(Collected data)
++++++++++++++++++++

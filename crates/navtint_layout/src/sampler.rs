//! Background color sampling
//!
//! [`ColorSampler`] turns host queries into [`ColorSample`]s and walks from
//! the topmost element at a point up toward the document root.

use navtint_core::{ColorSample, Point};

use crate::css_color::parse_color;
use crate::host::RenderHost;

/// Reads rendered backgrounds from a host
pub struct ColorSampler<'h, H: RenderHost> {
    host: &'h H,
    max_depth: usize,
}

impl<'h, H: RenderHost> ColorSampler<'h, H> {
    /// Create a sampler that visits at most `max_depth` nodes per walk
    pub fn new(host: &'h H, max_depth: usize) -> Self {
        Self { host, max_depth }
    }

    pub fn host(&self) -> &'h H {
        self.host
    }

    /// Walk from the topmost element at `point` toward the root
    pub fn walk_from(&self, point: Point) -> AncestorWalk<'h, H> {
        AncestorWalk {
            host: self.host,
            next: self.host.element_at(point),
            remaining: self.max_depth,
        }
    }

    /// Read a node's own background. `None` when the node has no readable
    /// style or the string does not parse; both mean "inconclusive".
    pub fn sample(&self, node: H::Node) -> Option<ColorSample> {
        let css = self.host.background(node)?;
        match parse_color(&css) {
            Ok(sample) => Some(sample),
            Err(err) => {
                tracing::trace!(?node, %err, "unreadable background");
                None
            }
        }
    }
}

/// Iterator over a node and its ancestors, bounded in depth
pub struct AncestorWalk<'h, H: RenderHost> {
    host: &'h H,
    next: Option<H::Node>,
    remaining: usize,
}

impl<H: RenderHost> Iterator for AncestorWalk<'_, H> {
    type Item = H::Node;

    fn next(&mut self) -> Option<H::Node> {
        let current = self.next?;
        if self.remaining == 0 {
            tracing::trace!(?current, "ancestor walk hit depth cap");
            self.next = None;
            return None;
        }
        self.remaining -= 1;
        self.next = self.host.parent(current);
        Some(current)
    }
}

++++++++++++++++++++

Starting with the first line of the records above, give back each line exactly until the line with "impl<'h, H: RenderHost>" has been given as well.

**Exercise output:**
filename crates/navtint_layout/src/sampler.rs
//! Background color sampling
//!
//! [`ColorSampler`] turns host queries into [`ColorSample`]s and walks from
//! the topmost element at a point up toward the document root.

use navtint_core::{ColorSample, Point};

use crate::css_color::parse_color;
use crate::host::RenderHost;

/// Reads rendered backgrounds from a host
pub struct ColorSampler<'h, H: RenderHost> {
    host: &'h H,
    max_depth: usize,
}

impl<'h, H: RenderHost> ColorSampler<'h, H> {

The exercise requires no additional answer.